§ **DATA TO USE**:
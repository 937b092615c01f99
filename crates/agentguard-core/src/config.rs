//! Application configuration loaded from TOML.
//!
//! ```toml
//! [agent]
//! user_id = "agent"
//!
//! [sandbox]
//! root = "workspace"
//! max_file_size = 1048576
//! io_timeout_ms = 5000
//!
//! [rate_limit]
//! max = 10
//! window_ms = 60000
//!
//! [audit]
//! path = ".agentguard/audit.jsonl"
//!
//! [backup]
//! dir = ".agentguard/backups"
//!
//! [shield]
//! policy_path = "workspace/SHIELD.md"   # default: <sandbox.root>/SHIELD.md
//! ```
//!
//! Every section and key is optional. Relative paths in a loaded file are
//! resolved against the file's directory.

use std::path::{Path, PathBuf};

use serde::{Deserialize, Serialize};
use thiserror::Error;

use crate::sandbox::content_guard::DEFAULT_MAX_FILE_SIZE;
use crate::sandbox::files::AllowedFile;
use crate::sandbox::manager::SandboxConfig;
use crate::sandbox::rate_limit::RateLimitConfig;

#[derive(Debug, Error)]
pub enum ConfigError {
    #[error("failed to read config file {}: {source}", .path.display())]
    ReadFailed {
        path: PathBuf,
        #[source]
        source: std::io::Error,
    },

    #[error("failed to parse config file {}: {source}", .path.display())]
    ParseFailed {
        path: PathBuf,
        #[source]
        source: toml::de::Error,
    },

    #[error("failed to serialize config: {0}")]
    SerializeFailed(#[from] toml::ser::Error),

    #[error("unknown config key: {0}")]
    UnknownKey(String),
}

pub type ConfigResult<T> = std::result::Result<T, ConfigError>;

#[derive(Debug, Clone, PartialEq, Serialize, Deserialize)]
#[serde(default)]
pub struct AgentSection {
    /// Identity used for rate limiting and audit entries.
    pub user_id: String,
}

impl Default for AgentSection {
    fn default() -> Self {
        Self {
            user_id: "agent".into(),
        }
    }
}

#[derive(Debug, Clone, PartialEq, Serialize, Deserialize)]
#[serde(default)]
pub struct SandboxSection {
    pub root: PathBuf,
    pub max_file_size: u64,
    pub io_timeout_ms: u64,
}

impl Default for SandboxSection {
    fn default() -> Self {
        Self {
            root: PathBuf::from("workspace"),
            max_file_size: DEFAULT_MAX_FILE_SIZE,
            io_timeout_ms: 5_000,
        }
    }
}

#[derive(Debug, Clone, PartialEq, Serialize, Deserialize)]
#[serde(default)]
pub struct AuditSection {
    /// JSONL audit trail. Must lie outside the sandbox root.
    pub path: PathBuf,
}

impl Default for AuditSection {
    fn default() -> Self {
        Self {
            path: PathBuf::from(".agentguard/audit.jsonl"),
        }
    }
}

#[derive(Debug, Clone, PartialEq, Serialize, Deserialize)]
#[serde(default)]
pub struct BackupSection {
    pub dir: PathBuf,
}

impl Default for BackupSection {
    fn default() -> Self {
        Self {
            dir: PathBuf::from(".agentguard/backups"),
        }
    }
}

#[derive(Debug, Clone, Default, PartialEq, Serialize, Deserialize)]
#[serde(default)]
pub struct ShieldSection {
    #[serde(skip_serializing_if = "Option::is_none")]
    pub policy_path: Option<PathBuf>,
}

/// Top-level configuration.
#[derive(Debug, Clone, Default, PartialEq, Serialize, Deserialize)]
#[serde(default)]
pub struct AppConfig {
    pub agent: AgentSection,
    pub sandbox: SandboxSection,
    pub rate_limit: RateLimitConfig,
    pub audit: AuditSection,
    pub backup: BackupSection,
    pub shield: ShieldSection,
}

impl AppConfig {
    /// Load from `path`. A missing file yields the defaults.
    pub fn load(path: &Path) -> ConfigResult<Self> {
        let content = match std::fs::read_to_string(path) {
            Ok(content) => content,
            Err(e) if e.kind() == std::io::ErrorKind::NotFound => {
                tracing::debug!(event = "config.defaults", path = %path.display());
                return Ok(Self::default());
            }
            Err(source) => {
                return Err(ConfigError::ReadFailed {
                    path: path.into(),
                    source,
                })
            }
        };
        let config: Self = toml::from_str(&content).map_err(|source| ConfigError::ParseFailed {
            path: path.into(),
            source,
        })?;
        let base = path.parent().unwrap_or_else(|| Path::new(""));
        Ok(config.resolved_against(base))
    }

    /// Parse without touching the filesystem. Paths are kept as written.
    pub fn from_toml_str(content: &str) -> Result<Self, toml::de::Error> {
        toml::from_str(content)
    }

    pub fn to_toml(&self) -> ConfigResult<String> {
        Ok(toml::to_string_pretty(self)?)
    }

    fn resolved_against(mut self, base: &Path) -> Self {
        let resolve = |p: &mut PathBuf| {
            if p.is_relative() {
                *p = base.join(&*p);
            }
        };
        resolve(&mut self.sandbox.root);
        resolve(&mut self.audit.path);
        resolve(&mut self.backup.dir);
        if let Some(policy) = self.shield.policy_path.as_mut() {
            resolve(policy);
        }
        self
    }

    /// Read any value by dot notation, e.g. `sandbox.root` or `rate_limit.max`.
    pub fn get(&self, key: &str) -> ConfigResult<toml::Value> {
        if key == "shield.policy_path" {
            return Ok(toml::Value::String(self.policy_path().display().to_string()));
        }
        let mut value = toml::Value::try_from(self)?;
        for segment in key.split('.') {
            value = match value {
                toml::Value::Table(mut table) => table
                    .remove(segment)
                    .ok_or_else(|| ConfigError::UnknownKey(key.to_string()))?,
                _ => return Err(ConfigError::UnknownKey(key.to_string())),
            };
        }
        Ok(value)
    }

    pub fn sandbox_config(&self) -> SandboxConfig {
        SandboxConfig {
            root: self.sandbox.root.clone(),
            max_file_size: self.sandbox.max_file_size,
            io_timeout_ms: self.sandbox.io_timeout_ms,
            rate_limit: self.rate_limit,
        }
    }

    /// Shield policy location, `<sandbox.root>/SHIELD.md` unless overridden.
    pub fn policy_path(&self) -> PathBuf {
        self.shield
            .policy_path
            .clone()
            .unwrap_or_else(|| self.sandbox.root.join(AllowedFile::Shield.name()))
    }
}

§ **AIM OF THE EXERCISE**:
Output all of the data exactly as given.

§ **ANSWER BOX**:
repository 937b092615c01f99
filename crates/agentguard-core/src/config.rs
//! Application configuration loaded from TOML.
//!
//! ```toml
//! [agent]
//! user_id = "agent"
//!
//! [sandbox]
//! root = "workspace"
//! max_file_size = 1048576
//! io_timeout_ms = 5000
//!
//! [rate_limit]
//! max = 10
//! window_ms = 60000
//!
//! [audit]
//! path = ".agentguard/audit.jsonl"
//!
//! [backup]
//! dir = ".agentguard/backups"
//!
//! [shield]
//! policy_path = "workspace/SHIELD.md"   # default: <sandbox.root>/SHIELD.md
//! ```
//!
//! Every section and key is optional. Relative paths in a loaded file are
//! resolved against the file's directory.

use std::path::{Path, PathBuf};

use serde::{Deserialize, Serialize};
use thiserror::Error;

use crate::sandbox::content_guard::DEFAULT_MAX_FILE_SIZE;
use crate::sandbox::files::AllowedFile;
use crate::sandbox::manager::SandboxConfig;
use crate::sandbox::rate_limit::RateLimitConfig;

#[derive(Debug, Error)]
pub enum ConfigError {
    #[error("failed to read config file {}: {source}", .path.display())]
    ReadFailed {
        path: PathBuf,
        #[source]
        source: std::io::Error,
    },

    #[error("failed to parse config file {}: {source}", .path.display())]
    ParseFailed {
        path: PathBuf,
        #[source]
        source: toml::de::Error,
    },

    #[error("failed to serialize config: {0}")]
    SerializeFailed(#[from] toml::ser::Error),

    #[error("unknown config key: {0}")]
    UnknownKey(String),
}

pub type ConfigResult<T> = std::result::Result<T, ConfigError>;

#[derive(Debug, Clone, PartialEq, Serialize, Deserialize)]
#[serde(default)]
pub struct AgentSection {
    /// Identity used for rate limiting and audit entries.
    pub user_id: String,
}

impl Default for AgentSection {
    fn default() -> Self {
        Self {
            user_id: "agent".into(),
        }
    }
}

#[derive(Debug, Clone, PartialEq, Serialize, Deserialize)]
#[serde(default)]
pub struct SandboxSection {
    pub root: PathBuf,
    pub max_file_size: u64,
    pub io_timeout_ms: u64,
}

impl Default for SandboxSection {
    fn default() -> Self {
        Self {
            root: PathBuf::from("workspace"),
            max_file_size: DEFAULT_MAX_FILE_SIZE,
            io_timeout_ms: 5_000,
        }
    }
}

#[derive(Debug, Clone, PartialEq, Serialize, Deserialize)]
#[serde(default)]
pub struct AuditSection {
    /// JSONL audit trail. Must lie outside the sandbox root.
    pub path: PathBuf,
}

impl Default for AuditSection {
    fn default() -> Self {
        Self {
            path: PathBuf::from(".agentguard/audit.jsonl"),
        }
    }
}

#[derive(Debug, Clone, PartialEq, Serialize, Deserialize)]
#[serde(default)]
pub struct BackupSection {
    pub dir: PathBuf,
}

impl Default for BackupSection {
    fn default() -> Self {
        Self {
            dir: PathBuf::from(".agentguard/backups"),
        }
    }
}

#[derive(Debug, Clone, Default, PartialEq, Serialize, Deserialize)]
#[serde(default)]
pub struct ShieldSection {
    #[serde(skip_serializing_if = "Option::is_none")]
    pub policy_path: Option<PathBuf>,
}

/// Top-level configuration.
#[derive(Debug, Clone, Default, PartialEq, Serialize, Deserialize)]
#[serde(default)]
pub struct AppConfig {
    pub agent: AgentSection,
    pub sandbox: SandboxSection,
    pub rate_limit: RateLimitConfig,
    pub audit: AuditSection,
    pub backup: BackupSection,
    pub shield: ShieldSection,
}

impl AppConfig {
    /// Load from `path`. A missing file yields the defaults.
    pub fn load(path: &Path) -> ConfigResult<Self> {
        let content = match std::fs::read_to_string(path) {
            Ok(content) => content,
            Err(e) if e.kind() == std::io::ErrorKind::NotFound => {
                tracing::debug!(event = "config.defaults", path = %path.display());
                return Ok(Self::default());
            }
            Err(source) => {
                return Err(ConfigError::ReadFailed {
                    path: path.into(),
                    source,
                })
            }
        };
        let config: Self = toml::from_str(&content).map_err(|source| ConfigError::ParseFailed {
            path: path.into(),
            source,
        })?;
        let base = path.parent().unwrap_or_else(|| Path::new(""));
        Ok(config.resolved_against(base))
    }

    /// Parse without touching the filesystem. Paths are kept as written.
    pub fn from_toml_str(content: &str) -> Result<Self, toml::de::Error> {
        toml::from_str(content)
    }

    pub fn to_toml(&self) -> ConfigResult<String> {
        Ok(toml::to_string_pretty(self)?)
    }

    fn resolved_against(mut self, base: &Path) -> Self {
        let resolve = |p: &mut PathBuf| {
            if p.is_relative() {
                *p = base.join(&*p);
            }
        };
        resolve(&mut self.sandbox.root);
        resolve(&mut self.audit.path);
        resolve(&mut self.backup.dir);
        if let Some(policy) = self.shield.policy_path.as_mut() {
            resolve(policy);
        }
        self
    }

    /// Read any value by dot notation, e.g. `sandbox.root` or `rate_limit.max`.
    pub fn get(&self, key: &str) -> ConfigResult<toml::Value> {
        if key == "shield.policy_path" {
            return Ok(toml::Value::String(self.policy_path().display().to_string()));
        }
        let mut value = toml::Value::try_from(self)?;
        for segment in key.split('.') {
            value = match value {
                toml::Value::Table(mut table) => table
                    .remove(segment)
                    .ok_or_else(|| ConfigError::UnknownKey(key.to_string()))?,
                _ => return Err(ConfigError::UnknownKey(key.to_string())),
            };
        }
        Ok(value)
    }

    pub fn sandbox_config(&self) -> SandboxConfig {
        SandboxConfig {
            root: self.sandbox.root.clone(),
            max_file_size: self.sandbox.max_file_size,
            io_timeout_ms: self.sandbox.io_timeout_ms,
            rate_limit: self.rate_limit,
        }
    }

    /// Shield policy location, `<sandbox.root>/SHIELD.md` unless overridden.
    pub fn policy_path(&self) -> PathBuf {
        self.shield
            .policy_path
            .clone()
            .unwrap_or_else(|| self.sandbox.root.join(AllowedFile::Shield.name()))
    }
}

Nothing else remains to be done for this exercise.